A fundamental law of capacity?

An interesting situation cropped up a few days ago. Regulars may remember that I now shoot tapeless with an EX1, which has been a beautiful thing for my market niche.

So, a couple of very simple setups in a day: shoot an operations control room, interview a couple of people, maximum 2 mins of edited material. Then zoom off into town, intervew a few people at a conference. Maximum 1 minute of edited material.

So, 80 minutes of SxS card space should, in theory, be plenty. As I’d be travelling by public transport, I could lose 3 Kg of computer equipment by leaving it at home. Big mistake.

The lovely thing about tapeless is that when shots don’t work, you can delete them. The side note is that you need to start and stop between takes, otherwise it’s hard to chop things out, and with interviewees that have been ‘volunteered’ by their boss, and really unwilling to do any more than the bare minimum, there’s no real chance to fiddle with clips.

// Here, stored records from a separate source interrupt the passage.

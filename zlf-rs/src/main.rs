//! zlf: command-line inspector for Zniffer ZLF capture files.

use clap::Parser;
use log::{debug, error};

mod commands;
mod config;
mod context;

use config::{load_config, resolve_config_path, ConfigFile, ScanOverrides};
use context::{Cli, Commands};

fn main() -> Result<(), Box<dyn std::error::Error>> {
    let args = Cli::parse();

    // Load config file: explicit path > auto-detect > default
    let config_path = resolve_config_path(args.config.clone());
    let file_config = match &config_path {
        Some(path) => match load_config(path) {
            Ok(c) => c,
            Err(e) => {
                eprintln!("Failed to load config file {}: {}", path.display(), e);
                return Err(e);
            }
        },
        None => ConfigFile::default(),
    };

    // RUST_LOG takes precedence over both --verbose and the file
    env_logger::Builder::from_env(
        env_logger::Env::default().default_filter_or(file_config.log_level(args.verbose)),
    )
    .init();
    if let Some(path) = &config_path {
        debug!("Loaded config from: {}", path.display());
    }

    let code = match args.command {
        Commands::Records {
            file,
            format,
            no_skip_header,
            follow,
            poll_interval_ms,
        } => {
            let settings = file_config.scan_settings(ScanOverrides {
                chunk_size: args.chunk_size,
                no_skip_header,
                follow,
                poll_interval_ms,
            });
            commands::cmd_records(&file, settings, format)
        }
        Commands::Frames {
            file,
            format,
            no_skip_header,
            follow,
            poll_interval_ms,
            bad_only,
        } => {
            let settings = file_config.scan_settings(ScanOverrides {
                chunk_size: args.chunk_size,
                no_skip_header,
                follow,
                poll_interval_ms,
            });
            commands::cmd_frames(&file, settings, format, bad_only)
        }
        Commands::Mpdu {
            hex,
            rate,
            length_prefixed,
            format,
        } => commands::cmd_mpdu(&hex, rate.map(Into::into), length_prefixed, format),
    };

    if code != 0 {
        error!("Exiting with status {}", code);
        std::process::exit(code);
    }
    Ok(())
}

So the inevitable happened. The first shoot consumed 45 minutes, even with the occasional delete. The second shoot looming, I could sit on the train and manage my clips to get rid of 15 mins of dross, but with the risk of mucking things up, or I could split the journey and pop home to unload the cards. Which I did.

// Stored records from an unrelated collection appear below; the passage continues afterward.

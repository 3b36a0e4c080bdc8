//! MPDU decode command.

use log::error;
use serde::Serialize;
use thiserror::Error;

use zlf_protocol::{
    validate_mpdu, Beaming, ChecksumKind, DataRate, DecodeError, HeaderType, HomeId, MacHeader,
};

use super::output::hex_upper;
use crate::context::OutputFormat;

#[derive(Error, Debug)]
pub(crate) enum MpduError {
    #[error("Invalid hex input: {0}")]
    Hex(#[from] hex::FromHexError),

    #[error(transparent)]
    Decode(#[from] DecodeError),

    #[error("MPDU of {0} bytes cannot hold a checksum")]
    NoChecksum(usize),
}

/// Checksum verdict for an MPDU.
#[derive(Debug, Clone, Serialize)]
pub(crate) struct ChecksumReport {
    pub kind: ChecksumKind,
    pub declared: String,
    pub computed: String,
    pub ok: bool,
}

#[derive(Debug, Clone, Serialize)]
pub(crate) struct MpduReport {
    pub home_id: HomeId,
    pub source: u8,
    pub destination: u8,
    pub header_type: HeaderType,
    pub routed: bool,
    pub ack: bool,
    pub low_power: bool,
    pub speed_modified: bool,
    pub beaming: Beaming,
    pub sequence: u8,
    pub length: u8,
    pub checksum: Option<ChecksumReport>,
}

fn parse_hex(input: &str) -> Result<Vec<u8>, MpduError> {
    let cleaned: String = input
        .chars()
        .filter(|c| !c.is_whitespace() && *c != ':')
        .collect();
    Ok(hex::decode(cleaned)?)
}

/// Verify the checksum trailing `framed`, which may start with a length byte.
fn checksum_report(
    framed: &[u8],
    kind: ChecksumKind,
    length_prefixed: bool,
) -> Result<ChecksumReport, MpduError> {
    let prefix = usize::from(length_prefixed);
    if framed.len() < prefix + kind.len() {
        return Err(MpduError::NoChecksum(framed.len()));
    }
    let body = &framed[prefix..framed.len() - kind.len()];
    let declared = kind
        .read_declared(framed)
        .ok_or(MpduError::NoChecksum(framed.len()))?;
    let computed = kind.compute(body);

    let ok = if length_prefixed {
        validate_mpdu(framed, kind)?
    } else {
        computed == declared
    };

    let width = kind.len() * 2;
    Ok(ChecksumReport {
        kind,
        declared: format!("{:0width$X}", declared, width = width),
        computed: format!("{:0width$X}", computed, width = width),
        ok,
    })
}

/// Decode `input` into a report.
pub(crate) fn decode_mpdu(
    input: &str,
    rate: Option<DataRate>,
    length_prefixed: bool,
) -> Result<MpduReport, MpduError> {
    let bytes = parse_hex(input)?;
    let mpdu = if length_prefixed && !bytes.is_empty() {
        &bytes[1..]
    } else {
        &bytes[..]
    };
    let header = MacHeader::parse(mpdu)?;
    let fc = header.frame_control;

    let checksum = rate
        .map(|rate| {
            let kind = ChecksumKind::for_rate_code(rate.code());
            checksum_report(&bytes, kind, length_prefixed)
        })
        .transpose()?;

    Ok(MpduReport {
        home_id: header.home_id,
        source: header.source_node_id,
        destination: header.destination_node_id,
        header_type: fc.header_type(),
        routed: fc.routed(),
        ack: fc.ack(),
        low_power: fc.low_power(),
        speed_modified: fc.speed_modified(),
        beaming: fc.beaming(),
        sequence: fc.sequence_number(),
        length: header.length,
        checksum,
    })
}

fn print_mpdu_detail(bytes: &str, report: &MpduReport) {
    println!("MPDU Details:");
    println!("  Bytes:            {}", bytes);
    println!("  Home ID:          {}", report.home_id);
    println!("  Source:           {}", report.source);
    println!("  Destination:      {}", report.destination);
    println!("  Header Type:      {}", report.header_type);
    println!("  Routed:           {}", if report.routed { "Yes" } else { "No" });
    println!("  Ack Requested:    {}", if report.ack { "Yes" } else { "No" });
    println!("  Low Power:        {}", if report.low_power { "Yes" } else { "No" });
    println!(
        "  Speed Modified:   {}",
        if report.speed_modified { "Yes" } else { "No" }
    );
    println!("  Beaming:          {}", report.beaming);
    println!("  Sequence:         {}", report.sequence);
    println!("  Length:           {}", report.length);
    if let Some(cs) = &report.checksum {
        println!(
            "  Checksum:         {} (computed {}, {:?}) {}",
            cs.declared,
            cs.computed,
            cs.kind,
            if cs.ok { "OK" } else { "BAD" }
        );
    }
}

fn print_mpdu_csv(report: &MpduReport) {
    println!("home_id,source,destination,header_type,routed,ack,low_power,speed_modified,beaming,sequence,length,checksum,checksum_ok");
    let (declared, ok) = match &report.checksum {
        Some(cs) => (cs.declared.clone(), cs.ok.to_string()),
        None => (String::new(), String::new()),
    };
    println!(
        "{},{},{},{},{},{},{},{},{},{},{},{},{}",
        report.home_id,
        report.source,
        report.destination,
        report.header_type,
        report.routed,
        report.ack,
        report.low_power,
        report.speed_modified,
        report.beaming,
        report.sequence,
        report.length,
        declared,
        ok
    );
}

/// Mpdu command implementation.
pub fn cmd_mpdu(
    input: &str,
    rate: Option<DataRate>,
    length_prefixed: bool,
    format: OutputFormat,
) -> i32 {
    let report = match decode_mpdu(input, rate, length_prefixed) {
        Ok(report) => report,
        Err(e) => {
            error!("Failed to decode MPDU: {}", e);
            return 1;
        }
    };

    match format {
        OutputFormat::Table => {
            let bytes = parse_hex(input).map(|b| hex_upper(&b)).unwrap_or_default();
            print_mpdu_detail(&bytes, &report);
        }
        OutputFormat::Json => match serde_json::to_string_pretty(&report) {
            Ok(json) => println!("{}", json),
            Err(e) => {
                error!("Failed to serialize report: {}", e);
                return 1;
            }
        },
        OutputFormat::Csv => print_mpdu_csv(&report),
    }

    match &report.checksum {
        Some(cs) if !cs.ok => 2,
        _ => 0,
    }
}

Okay, so I always knew this was an option, and would have bought the laptop if the option hadn’t been there, but it’s taught me a lesson, which will cost me £800: you need double the capacity of your planned maximum utilisation.

That goes for hard disks too. And power strips, come to think of it. Teabags. Edit days. Toddler clothes. Hmmm. A pretty universal thing, then.

PS: How come a train ticket from A to B, and from B to C, costs less than A to C?